García Márquez, 1940'tan itibaren Colegio jesuita San José'de (bugün Instituto San José'de) lise yıllarını tamamladı ve ilk şiirlerini Juventud'daki okul dergisinde yayınladı. Daha sonra, Hükûmet tarafından verilen bir burs sayesinde Gabriel, Bogotá'ya okumaya gönderildi. Başkentten bir saat uzaklıktaki Liceo Nacional de Zipaquirá'ya taşınarak, orta öğrenimini burada tamamladı. Kendi imkanlarıyla okumaya çalıştığı Hukuk Fakültesindeki eğitimini yazar kariyeri için yarıda bıraktı.

 

Genç yaşından itibaren, hiç çekinmeden dış politika ve Kolombiya'yı eleştirdi. 1958 senesinde Mercedes Barcha ile evlendi ve Rodrigo García ve Gonzalo García isimli iki çocuğu oldu. Meksikalı yazar ve gazeteci Susana Cato'yla evlilik dışı ilişkilerinden doğan Indira Cato adında bir de kızı vardır. Marquez'in yaşamı boyunca varlığını gizlemiş olan kızının kimliği kendisinden sonra hayatını kaybedecek olan eşi Mercedes Barcha'nın(2020) ardından yakınları tarafından duyurulmuş.

 

García Márquez, yazar olarak başladı ve beğeni toplamış kurgusal olmayan çalışmalar ve kısa hikâyeler yazdı. En iyi bilinen romanları Yüzyıllık Yalnızlık (1967), Başkan Babamızın Sonbaharı (1975), Kırmızı Pazartesi (1981) ve Kolera Günlerinde Aşk (1985) olmuştur. En önemlisi sıradan ve gerçekçi durumların aksine sihirli öğeleri ve olayları kullanan Büyülü Gerçekçilik olarak adlandırılmış bir edebiyat tarzı yaygınlaşırken, eserleri önemli eleştirel beğenileri ve geniş bir ticari başarı elde etti. Bazı eserlerinde Macondo (doğduğu şehir olan Aracataca'dan esinlenerek) ismi verilen kurgusal bir köyü anlatır ve çoğunda yalnızlık teması işlendiği gözlemlenir.

 

17 Nisan 2014 tarihinde Meksika'daki evinde 87 yaşında hayatını kaybetti. Ölümünden sonra, Kolombiya Cumhurbaşkanı Juan Manuel Santos, onu "bugüne kadar yaşamış en büyük Kolombiyalı" olarak lanse etmiştir.

 

Yazarın kişisel arşivi ölümünün ardından ailesi tarafından Amerika'nın Austin kentinde bulunan Teksas Üniversitesi'ne satıldı. Arşivde, Marquez'in kitaplarından onun el yazısı ile orijinal kopyaları ve Graham Greene, Gunter Grass ve Carlos Fuentes gibi yazarlarla yaptığı yazışmalara ait mektuplar da bulunmaktadır. Teksas Üniversitesinden yapılan açıklamada arşiv için 2,2 milyon dolar ödendiği belirtilmiştir. Marquez’in külleri, 2015 yılının Aralık ayında Meksika'dan Karayipler’deki Cartagena kentine getirileceği bildirilmiştir. Nitekim açıklandığı gibi yazarın küllerinin bir kısmı Cartagena'ya taşınmış, kalan kısmı ise Meksiko şehrinde bırakılmıştır.

 

2015 yılında The Washington Post'un bulduğu arşivlere göre; FBI'ın 24 yıl boyunca (1961'den 1985'e kadar) Marquez'i takip ettiği ortaya çıktı. Takibin sebebinin Marquez'in Kübalı haber ajansı Prensa Latina'nın kuruluşuna yardımcı olması, olduğu söyleniyor.
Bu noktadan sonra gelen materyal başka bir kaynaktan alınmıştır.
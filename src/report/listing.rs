// Copyright Amazon.com, Inc. or its affiliates. All Rights Reserved.
// SPDX-License-Identifier: Apache-2.0

//! Per-function disassembly and source listings annotated with sample
//! values.

use std::collections::BTreeMap;
use std::fmt::Write as _;

use super::graph::Node;
use super::measurement::percentage;
use super::{Report, ReportError};
use crate::objtool::ObjTool;

/// Most functions listed by one disasm or source view.
pub const MAX_FUNCTIONS: usize = 50;

const UNKNOWN_SOURCE: &str = "<unknown source>";
const SOURCE_MARGIN: i64 = 2;

struct Routine<'a> {
    name: String,
    nodes: Vec<&'a Node>,
    flat: i64,
    cum: i64,
}

/// Groups graph nodes by function, keeps those matching the report symbol,
/// and orders them by flat weight.
fn routines(rpt: &Report) -> Result<Vec<Routine<'_>>, ReportError> {
    let symbol = rpt.options().symbol.as_ref();
    let address = symbol.and_then(|rx| parse_address(rx.as_str()));
    let mut by_name: BTreeMap<String, Vec<&Node>> = BTreeMap::new();
    for n in &rpt.graph().nodes {
        let name = if n.info.name.is_empty() {
            n.info.printable_name()
        } else {
            n.info.name.clone()
        };
        by_name.entry(name).or_default().push(n);
    }

    let mut out: Vec<Routine> = by_name
        .into_iter()
        .filter(|(name, nodes)| match symbol {
            None => true,
            Some(rx) => {
                rx.is_match(name) || address.is_some_and(|a| nodes.iter().any(|n| n.info.address == a))
            }
        })
        .map(|(name, nodes)| Routine {
            flat: nodes.iter().map(|n| n.flat_value()).sum(),
            cum: nodes.iter().map(|n| n.cum_value()).sum(),
            name,
            nodes,
        })
        .collect();
    if out.is_empty() {
        let rx = symbol.map(|rx| rx.to_string()).unwrap_or_default();
        return Err(ReportError::NoMatches(rx));
    }
    out.sort_by(|a, b| {
        b.flat
            .abs()
            .cmp(&a.flat.abs())
            .then_with(|| a.name.cmp(&b.name))
    });
    out.truncate(MAX_FUNCTIONS);
    Ok(out)
}

fn parse_address(s: &str) -> Option<u64> {
    match s.strip_prefix("0x") {
        Some(hex) => u64::from_str_radix(hex, 16).ok(),
        None => s.parse().ok(),
    }
}

fn value_or_dot(rpt: &Report, v: i64) -> String {
    if v == 0 {
        ".".to_owned()
    } else {
        rpt.format_value(v)
    }
}

fn routine_header(out: &mut String, rpt: &Report, r: &Routine<'_>, suffix: &str) {
    let _ = writeln!(out, "ROUTINE ======================== {}{suffix}", r.name);
    let _ = writeln!(
        out,
        "{:>10} {:>10} (flat, cum) {} of Total",
        rpt.format_value(r.flat),
        rpt.format_value(r.cum),
        percentage(r.cum, rpt.total())
    );
}

/// Annotated disassembly of every matching function. Addresses the object
/// tool cannot disassemble are listed as `<unknown source>`.
pub fn disasm(rpt: &Report, obj: &dyn ObjTool) -> Result<String, ReportError> {
    let mut out = String::new();
    let _ = writeln!(out, "Total: {}", rpt.format_value(rpt.total()));
    for r in routines(rpt)? {
        routine_header(&mut out, rpt, &r, "");

        let mut by_address: BTreeMap<u64, (i64, i64)> = BTreeMap::new();
        for n in &r.nodes {
            let e = by_address.entry(n.info.address).or_default();
            e.0 += n.flat_value();
            e.1 += n.cum_value();
        }
        let objfile = r
            .nodes
            .iter()
            .map(|n| n.info.objfile.as_str())
            .find(|f| !f.is_empty())
            .unwrap_or_default();
        let (start, end) = match (by_address.keys().next(), by_address.keys().next_back()) {
            (Some(&s), Some(&e)) => (s, e),
            _ => (0, 0),
        };

        let insts = match obj.disassemble(objfile, start, end) {
            Ok(insts) if !insts.is_empty() => insts,
            Ok(_) => Vec::new(),
            Err(e) => {
                tracing::debug!(routine = %r.name, "no disassembly: {e}");
                Vec::new()
            }
        };

        if insts.is_empty() {
            for n in sorted_by_address(&r.nodes) {
                let mut loc = n.info.file.clone();
                if n.info.lineno != 0 {
                    let _ = write!(loc, ":{}", n.info.lineno);
                }
                let _ = writeln!(
                    out,
                    "{:>10} {:>10} {:>10x}: {:<40};{loc}",
                    value_or_dot(rpt, n.flat_value()),
                    value_or_dot(rpt, n.cum_value()),
                    n.info.address,
                    UNKNOWN_SOURCE,
                );
            }
            continue;
        }

        let mut last = (String::new(), String::new(), 0);
        for inst in insts {
            let (flat, cum) = by_address.get(&inst.addr).copied().unwrap_or_default();
            let mut loc = String::new();
            if (&inst.function, &inst.file, inst.line) != (&last.0, &last.1, last.2) {
                last = (inst.function.clone(), inst.file.clone(), inst.line);
                if !inst.function.is_empty() {
                    loc = format!("{} ", inst.function);
                }
                if !inst.file.is_empty() {
                    loc.push_str(&inst.file);
                    if inst.line != 0 {
                        let _ = write!(loc, ":{}", inst.line);
                    }
                }
            }
            let (flat, cum) = (value_or_dot(rpt, flat), value_or_dot(rpt, cum));
            if loc.is_empty() {
                let _ = writeln!(out, "{flat:>10} {cum:>10} {:>10x}: {}", inst.addr, inst.text);
            } else if inst.text.len() < 40 {
                let _ = writeln!(
                    out,
                    "{flat:>10} {cum:>10} {:>10x}: {:<40};{loc}",
                    inst.addr, inst.text
                );
            } else {
                let _ = writeln!(out, "{:74};{loc}", "");
                let _ = writeln!(out, "{flat:>10} {cum:>10} {:>10x}: {}", inst.addr, inst.text);
            }
        }
    }
    Ok(out)
}

fn sorted_by_address<'a>(nodes: &[&'a Node]) -> Vec<&'a Node> {
    let mut nodes = nodes.to_vec();
    nodes.sort_by(|a, b| a.info.address.cmp(&b.info.address).then_with(|| a.info.cmp(&b.info)));
    nodes
}

/// Source of every matching function with per-line values. Lines whose
/// source cannot be read are shown as `<unknown source>`.
pub fn source(rpt: &Report, obj: &dyn ObjTool) -> Result<String, ReportError> {
    let o = rpt.options();
    let mut out = String::new();
    let _ = writeln!(out, "Total: {}", rpt.format_value(rpt.total()));
    for r in routines(rpt)? {
        let file = r
            .nodes
            .iter()
            .map(|n| n.info.file.as_str())
            .find(|f| !f.is_empty())
            .unwrap_or_default();
        routine_header(&mut out, rpt, &r, &format!(" in {file}"));

        let mut by_line: BTreeMap<i64, (i64, i64)> = BTreeMap::new();
        for n in r.nodes.iter().filter(|n| n.info.lineno > 0) {
            let e = by_line.entry(n.info.lineno).or_default();
            e.0 += n.flat_value();
            e.1 += n.cum_value();
        }

        let text = match obj.source_file(file, &o.source_path, &o.trim_path) {
            Ok(text) => Some(text),
            Err(e) => {
                tracing::debug!(routine = %r.name, "no source: {e}");
                None
            }
        };

        let (Some(&first), Some(&last)) = (by_line.keys().next(), by_line.keys().next_back())
        else {
            continue;
        };
        let start_line = r
            .nodes
            .iter()
            .map(|n| n.info.start_line)
            .filter(|&l| l > 0 && l < first)
            .min()
            .unwrap_or(first);

        match text {
            Some(text) => {
                let from = (start_line - SOURCE_MARGIN).max(1);
                let to = (last + SOURCE_MARGIN).min(text.len() as i64);
                for lineno in from..=to {
                    let (flat, cum) = by_line.get(&lineno).copied().unwrap_or_default();
                    let src = usize::try_from(lineno - 1)
                        .ok()
                        .and_then(|i| text.get(i))
                        .map(String::as_str)
                        .unwrap_or(UNKNOWN_SOURCE);
                    let _ = writeln!(
                        out,
                        "{:>10} {:>10} {lineno:>6}: {src}",
                        value_or_dot(rpt, flat),
                        value_or_dot(rpt, cum),
                    );
                }
            }
            None => {
                for (lineno, (flat, cum)) in &by_line {
                    let _ = writeln!(
                        out,
                        "{:>10} {:>10} {lineno:>6}: {UNKNOWN_SOURCE}",
                        value_or_dot(rpt, *flat),
                        value_or_dot(rpt, *cum),
                    );
                }
            }
        }
    }
    Ok(out)
}

#[cfg(test)]
mod tests {
    use regex::Regex;

    use super::*;
    use crate::objtool::{Inst, NoObjTool, ObjToolError};
    use crate::profile::fixture::abc_profile;
    use crate::profile::AggregateFields;
    use crate::report::{compute_total, ReportOptions};

    fn report(symbol: &str) -> Report {
        let mut p = abc_profile();
        p.aggregate(AggregateFields {
            function: true,
            filename: true,
            line_number: true,
            address: true,
            inline_frames: false,
        });
        let options = ReportOptions {
            sample_type: "cpu".into(),
            sample_unit: "nanoseconds".into(),
            symbol: Some(Regex::new(symbol).unwrap()),
            ..Default::default()
        };
        let total = compute_total(&p, &options.sample_value);
        Report::new(p, options, total)
    }

    #[derive(Debug)]
    struct FakeObj;

    impl ObjTool for FakeObj {
        fn disassemble(&self, file: &str, start: u64, end: u64) -> Result<Vec<Inst>, ObjToolError> {
            assert_eq!(file, "/usr/bin/abc");
            assert_eq!(start, end);
            Ok(vec![
                Inst {
                    addr: start,
                    text: "callq 0x1234".into(),
                    function: "B".into(),
                    file: "abc.go".into(),
                    line: 20,
                },
                Inst {
                    addr: start + 5,
                    text: "ret".into(),
                    function: "B".into(),
                    file: "abc.go".into(),
                    line: 20,
                },
            ])
        }

        fn source_file(&self, _: &str, _: &str, _: &str) -> Result<Vec<String>, ObjToolError> {
            Ok((1..=40).map(|i| format!("line {i}")).collect())
        }
    }

    #[test]
    fn test_disasm_without_symbols() {
        let text = disasm(&report(""), &NoObjTool).unwrap();
        assert!(text.starts_with("Total: 300ns\n"), "{text}");
        assert_eq!(text.matches("ROUTINE").count(), 3);
        let unknown: Vec<_> = text.lines().filter(|l| l.contains(UNKNOWN_SOURCE)).collect();
        assert_eq!(unknown.len(), 3, "{text}");
        assert!(unknown.iter().any(|l| l.contains("402000") && l.ends_with(";abc.go:20")));
    }

    #[test]
    fn test_disasm_with_instructions() {
        let text = disasm(&report("^B$"), &FakeObj).unwrap();
        assert!(text.contains("ROUTINE ======================== B\n"));
        let lines: Vec<_> = text.lines().collect();
        assert!(lines.iter().any(|l| l.contains("callq 0x1234") && l.ends_with(";B abc.go:20")));
        assert!(lines.iter().any(|l| l.trim_start().starts_with(". ") && l.ends_with("ret")));
    }

    #[test]
    fn test_disasm_by_address() {
        let text = disasm(&report("0x403000"), &NoObjTool).unwrap();
        assert!(text.contains("ROUTINE ======================== C\n"), "{text}");
    }

    #[test]
    fn test_source_listing() {
        let text = source(&report("^C$"), &FakeObj).unwrap();
        assert!(text.contains("ROUTINE ======================== C in abc.go"));
        let row = text.lines().find(|l| l.ends_with("30: line 30")).unwrap();
        assert!(row.contains("100ns"), "{row}");
        assert!(text.contains("28: line 28"));

        let text = source(&report("^C$"), &NoObjTool).unwrap();
        assert!(text.contains("30: <unknown source>"));
    }

    #[test]
    fn test_no_match() {
        assert!(matches!(
            disasm(&report("^Z$"), &NoObjTool),
            Err(ReportError::NoMatches(_))
        ));
    }
}
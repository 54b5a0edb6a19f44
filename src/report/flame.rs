// Copyright Amazon.com, Inc. or its affiliates. All Rights Reserved.
// SPDX-License-Identifier: Apache-2.0

//! Flame graph data: a call tree of the report's nodes, serialized as
//! nested JSON frames for a client-side renderer.

use std::collections::{BTreeMap, HashMap};

use serde::Serialize;

use super::graph::location_infos;
use super::measurement::percentage;
use super::Report;

/// One frame of the flame tree. Children are sorted by name.
#[derive(Debug, Clone, PartialEq, Eq, Serialize)]
pub struct FlameNode {
    /// Short display name.
    pub name: String,
    /// Full printable name.
    pub full_name: String,
    /// Cumulative weight.
    pub value: i64,
    /// `value` in output units.
    pub value_label: String,
    /// Share of the report total.
    pub percent: String,
    /// Callees.
    pub children: Vec<FlameNode>,
}

#[derive(Default)]
struct TrieNode {
    value: i64,
    div: i64,
    /// graph node index → trie index
    children: BTreeMap<usize, usize>,
}

/// Drops the package path from a qualified function name.
fn shorten(name: &str) -> &str {
    let start = name.rfind('/').map_or(0, |i| i + 1);
    &name[start..]
}

/// Builds the flame tree. Frames whose node was trimmed from the report
/// graph are skipped, so the tree only contains nodes the graph shows.
pub fn flame_tree(rpt: &Report) -> FlameNode {
    let p = rpt.profile();
    let g = rpt.graph();
    let sv = rpt.options().sample_value;
    let index: HashMap<_, _> = g.nodes.iter().enumerate().map(|(i, n)| (&n.info, i)).collect();

    // trie[0] is the synthetic root
    let mut trie = vec![TrieNode::default()];
    let mut infos_cache: HashMap<usize, Vec<usize>> = HashMap::new();
    for s in &p.samples {
        let (v, d) = (sv.value(&s.values), sv.divisor(&s.values));
        if v == 0 && d == 0 {
            continue;
        }
        trie[0].value += v;
        trie[0].div += d;
        let mut cur = 0;
        for &loc in s.locations.iter().rev() {
            let frames = infos_cache.entry(loc).or_insert_with(|| {
                location_infos(p, &p.locations[loc])
                    .iter()
                    .filter_map(|info| index.get(info).copied())
                    .collect()
            });
            for &node in frames.iter() {
                cur = match trie[cur].children.get(&node) {
                    Some(&child) => child,
                    None => {
                        trie.push(TrieNode::default());
                        let child = trie.len() - 1;
                        trie[cur].children.insert(node, child);
                        child
                    }
                };
                trie[cur].value += v;
                trie[cur].div += d;
            }
        }
    }

    let value_of = |t: &TrieNode| if t.div == 0 { t.value } else { t.value / t.div };
    fn emit(
        rpt: &Report,
        trie: &[TrieNode],
        t: usize,
        name: String,
        value_of: &dyn Fn(&TrieNode) -> i64,
    ) -> FlameNode {
        let v = value_of(&trie[t]);
        let mut children: Vec<FlameNode> = trie[t]
            .children
            .iter()
            .map(|(&node, &child)| {
                emit(rpt, trie, child, rpt.graph().nodes[node].info.printable_name(), value_of)
            })
            .collect();
        children.sort_by(|a, b| b.value.cmp(&a.value).then_with(|| a.full_name.cmp(&b.full_name)));
        FlameNode {
            name: shorten(&name).to_owned(),
            value: v,
            value_label: rpt.format_value(v),
            percent: percentage(v, rpt.total()),
            full_name: name,
            children,
        }
    }
    emit(rpt, &trie, 0, "root".to_owned(), &value_of)
}
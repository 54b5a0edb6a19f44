// Copyright Amazon.com, Inc. or its affiliates. All Rights Reserved.
// SPDX-License-Identifier: Apache-2.0

//! View kinds and the parameters each view forces.

use std::fmt;

use thiserror::Error;

use super::vars::{VarError, Variables};

/// The views a snapshot can be rendered as.
#[derive(Debug, Clone, Copy, PartialEq, Eq, Hash, PartialOrd, Ord)]
pub enum ViewKind {
    /// Call graph rendered by the diagram backend.
    Graph,
    /// Flat and cumulative table.
    Top,
    /// Annotated disassembly.
    Disasm,
    /// Annotated source.
    Source,
    /// Callers and callees of matching functions.
    Peek,
    /// Flame graph as JSON.
    FlameGraph,
}

impl ViewKind {
    /// Every view, in menu order.
    pub const ALL: [ViewKind; 6] = [
        ViewKind::Graph,
        ViewKind::Top,
        ViewKind::Disasm,
        ViewKind::Source,
        ViewKind::Peek,
        ViewKind::FlameGraph,
    ];

    /// Route and page name.
    pub fn name(self) -> &'static str {
        match self {
            ViewKind::Graph => "graph",
            ViewKind::Top => "top",
            ViewKind::Disasm => "disasm",
            ViewKind::Source => "source",
            ViewKind::Peek => "peek",
            ViewKind::FlameGraph => "flamegraph",
        }
    }

    /// Whether the view takes a symbol regexp (the `f` query parameter).
    pub fn takes_symbol(self) -> bool {
        matches!(self, ViewKind::Disasm | ViewKind::Source | ViewKind::Peek)
    }
}

impl fmt::Display for ViewKind {
    fn fmt(&self, f: &mut fmt::Formatter<'_>) -> fmt::Result {
        f.write_str(self.name())
    }
}

/// Parameters a view forces regardless of the request.
#[derive(Debug, Clone, Copy, PartialEq)]
pub struct ViewOverrides {
    /// The view these overrides apply to.
    pub view: ViewKind,
    /// Set on top of the request's values.
    pub presets: &'static [(&'static str, &'static str)],
    /// `Some(false)` disables trimming; `None` honors the `trim` parameter.
    pub trim: Option<bool>,
    /// Whether tag filters from the request apply.
    pub tag_filter: bool,
    /// Whether focus/ignore/hide/show from the request apply.
    pub filter: bool,
    /// Granularity switch forced on, if any.
    pub granularity: Option<&'static str>,
    /// Replaces a `nodecount` of -1.
    pub default_node_count: Option<i64>,
}

const FULL: ViewOverrides = ViewOverrides {
    view: ViewKind::Graph,
    presets: &[],
    trim: None,
    tag_filter: true,
    filter: true,
    granularity: None,
    default_node_count: None,
};

/// One entry per [`ViewKind`]. Checked at startup by [`check_view_overrides`].
pub const VIEW_OVERRIDES: &[ViewOverrides] = &[
    ViewOverrides {
        view: ViewKind::Graph,
        default_node_count: Some(80),
        ..FULL
    },
    ViewOverrides {
        view: ViewKind::Top,
        presets: &[("nodecount", "500")],
        default_node_count: Some(0),
        ..FULL
    },
    ViewOverrides {
        view: ViewKind::Disasm,
        trim: Some(false),
        granularity: Some("addressnoinlines"),
        ..FULL
    },
    ViewOverrides {
        view: ViewKind::Source,
        trim: Some(false),
        granularity: Some("addressnoinlines"),
        ..FULL
    },
    ViewOverrides {
        view: ViewKind::Peek,
        presets: &[("lines", "t")],
        trim: Some(false),
        tag_filter: false,
        filter: false,
        ..FULL
    },
    ViewOverrides {
        view: ViewKind::FlameGraph,
        trim: Some(false),
        ..FULL
    },
];

/// A view is missing from the override table or listed twice.
#[derive(Error, Debug, PartialEq, Eq)]
#[error("view override table lists {view} {count} times, want exactly once")]
pub struct OverrideTableError {
    /// The offending view.
    pub view: ViewKind,
    /// How many entries name it.
    pub count: usize,
}

/// Checks that every view kind has exactly one override entry.
pub fn check_view_overrides() -> Result<(), OverrideTableError> {
    check_table(VIEW_OVERRIDES)
}

fn check_table(table: &[ViewOverrides]) -> Result<(), OverrideTableError> {
    for view in ViewKind::ALL {
        let count = table.iter().filter(|o| o.view == view).count();
        if count != 1 {
            return Err(OverrideTableError { view, count });
        }
    }
    Ok(())
}

/// The override entry for `view`.
pub fn overrides_for(view: ViewKind) -> Option<&'static ViewOverrides> {
    VIEW_OVERRIDES.iter().find(|o| o.view == view)
}

impl ViewOverrides {
    /// Returns `vars` with this view's forced values applied.
    pub fn apply(&self, vars: &Variables) -> Result<Variables, VarError> {
        let mut v = vars.with_overrides(self.presets.iter().copied())?;
        if let Some(granularity) = self.granularity {
            v.set(granularity, "t")?;
        }
        if let Some(n) = self.default_node_count {
            if v.int_value("nodecount") == -1 {
                v.set("nodecount", &n.to_string())?;
            }
        }
        if !self.trim.unwrap_or_else(|| v.bool_value("trim")) {
            v.set("nodecount", "0")?;
            v.set("nodefraction", "0")?;
            v.set("edgefraction", "0")?;
        }
        if !self.tag_filter {
            v.set("tagfocus", "")?;
            v.set("tagignore", "")?;
        }
        if !self.filter {
            for name in ["focus", "ignore", "hide", "show", "show_from"] {
                v.set(name, "")?;
            }
        }
        Ok(v)
    }
}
Marquez'in 1982'de Nobel Edebiyat Ödülü almasına rağmen, 3 yıl daha takip edildiği bildirildi.

 

Stili

Her kitapta farklı bir yol çizmeye çalışıyorum... . Biri tarzı seçmiyor. Bir tema için en iyi stilin ne olacağını araştırabilir ve keşfetmeye çalışabilirsiniz. Ama üslubu konuya göre, zamanın ruh haline göre belirler. Uygun olmayan bir şey kullanmaya çalışırsanız, işe yaramaz. Sonra eleştirmenler bunun etrafında teoriler kurarlar ve benim görmediğim şeyleri görürler. Ben sadece bizim yaşam tarzımıza, Karayiplerin yaşamına yanıt veriyorum.

 

García Márquez, okuyucunun hikaye geliştirmede daha katılımcı bir role zorlanması için görünüşte önemli ayrıntıları ve olayları dışarıda bırakmasıyla dikkat çekti. Örneğin, Albay'a Kimse Yazmaz'da ana karakterlere isim verilmez. Bu uygulama, önemli olayların sahne dışında gerçekleştiği ve izleyicinin hayal gücüne bırakıldığı Antigone ve Oidipus Rex gibi Yunan trajedilerinden etkilenir.

 

Gerçekçilik ve Büyülü Gerçekçilik

Gerçeklik, García Márquez'in tüm eserlerinde önemli bir temadır. İlk çalışmaları hakkında (Yaprak Fırtınası hariç), "Kimse Albay'a Yazmaz, Kötü Saatte ve Koca Ana'nın Cenazesi, Kolombiya'daki yaşamın gerçekliğini yansıtıyor ve bu tema kitapların rasyonel yapısını belirliyor. bunları yazdığınıza pişman olmayın, ancak çok durağan ve dışlayıcı bir gerçeklik görüşü sunan önceden tasarlanmış bir tür literatüre aittirler."

 

Diğer çalışmalarında gerçeğe daha az geleneksel yaklaşımlarla daha çok deney yaptı, böylece "en korkunç, en sıra dışı şeyler ölü bir ifadeyle anlatılıyor". Sıkça alıntılanan bir örnek, Yüzyıllık Yalnızlık'ta çamaşırları kurutmak için asarken bir karakterin cennete fiziksel ve ruhsal yükselişidir. Bu eserlerin tarzı, Kübalı yazar Alejo Carpentier tarafından tarif edilen ve büyülü gerçekçilik olarak etiketlenen "muhteşem krallığa" uyuyor. Edebi eleştirmen Michael Bell, García Márquez'in stili için alternatif bir anlayış önerir, çünkü sihirli gerçekçilik kategorisi, ikiye ayırma ve egzotikleştirme olduğu için eleştirilir, "gerçekten tehlikede olan şey, duygusallığa kapılmadan gündüz dünyasına açık kalabilen psikolojik bir esnekliktir. modern kültürün kendi iç mantığıyla zorunlu olarak marjinalleştirdiği veya bastırdığı bu alanların dürtüleri." García Márquez ve arkadaşı Plinio Apuleyo Mendoza, çalışmalarını benzer şekilde tartışıyorlar.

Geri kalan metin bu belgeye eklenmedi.